Saved entries:

= Beginning of Section =

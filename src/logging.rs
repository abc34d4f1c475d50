use crate::config::Settings;
use tracing_subscriber::{fmt, EnvFilter};
use tracing_subscriber::prelude::*;

/// Inicjalizacja logowania.
/// `RUST_LOG` ma pierwszeństwo przed `logging.level`; `logging.json = true` przełącza format na JSON.
pub fn init(settings: &Settings) {
    let level = settings
        .logging
        .level
        .clone()
        .unwrap_or_else(|| "info".to_string());

    let env_filter =
        EnvFilter::try_from_default_env().unwrap_or_else(|_| EnvFilter::new(level));

    let registry = tracing_subscriber::registry().with(env_filter);

    // try_init: w testach subscriber mógł już zostać ustawiony
    let res = if settings.logging.json.unwrap_or(false) {
        registry.with(fmt::layer().json().with_current_span(false)).try_init()
    } else {
        registry.with(fmt::layer().with_target(true)).try_init()
    };
    if let Err(e) = res {
        eprintln!("logging already initialised: {e}");
    }
}
//! Przyjmowanie zdarzeń od gatewaya OneBot (HTTP POST) + healthcheck.

use std::future::Future;
use std::net::SocketAddr;
use std::sync::Arc;

use anyhow::Result;
use axum::{
    Json, Router,
    extract::State,
    http::StatusCode,
    routing::{get, post},
};
use serde_json::Value;
use tracing::{debug, info, warn};

use super::{InboundEvent, PlatformStatus};
use crate::engine::Engine;

#[derive(Clone)]
pub struct WebhookState {
    pub engine: Arc<Engine>,
    pub status: Arc<PlatformStatus>,
}

pub fn router(state: WebhookState) -> Router {
    Router::new()
        .route("/health", get(|| async { "ok" }))
        .route("/onebot", post(on_event))
        .with_state(state)
}

/// Start serwera; kończy się po `shutdown`.
pub async fn serve<F>(addr: SocketAddr, state: WebhookState, shutdown: F) -> Result<()>
where
    F: Future<Output = ()> + Send + 'static,
{
    let listener = tokio::net::TcpListener::bind(addr).await?;
    info!(%addr, "onebot webhook listening");
    axum::serve(listener, router(state))
        .with_graceful_shutdown(shutdown)
        .await?;
    Ok(())
}

async fn on_event(State(state): State<WebhookState>, Json(body): Json<Value>) -> StatusCode {
    // Zawsze 204 – gateway nie powinien ponawiać przez nasze błędy parsowania.
    let event = match serde_json::from_value::<InboundEvent>(body) {
        Ok(ev) => ev,
        Err(e) => {
            warn!(error = %e, "cannot decode onebot event");
            return StatusCode::NO_CONTENT;
        }
    };

    match event {
        InboundEvent::MetaEvent(meta) => state.status.observe(&meta),
        InboundEvent::Message(msg) => {
            if let Some(gm) = msg.into_group_message() {
                state.engine.handle_message(gm).await;
            }
        }
        InboundEvent::Notice(_) | InboundEvent::Request(_) | InboundEvent::Unknown => {
            debug!("ignoring non-message event");
        }
    }
    StatusCode::NO_CONTENT
}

= End of Section =

WHAT YOU NEED TO DO: Find the lines in the records that include the string "engine", and reply with how many there are, nothing more.

SOLUTION BELOW: 3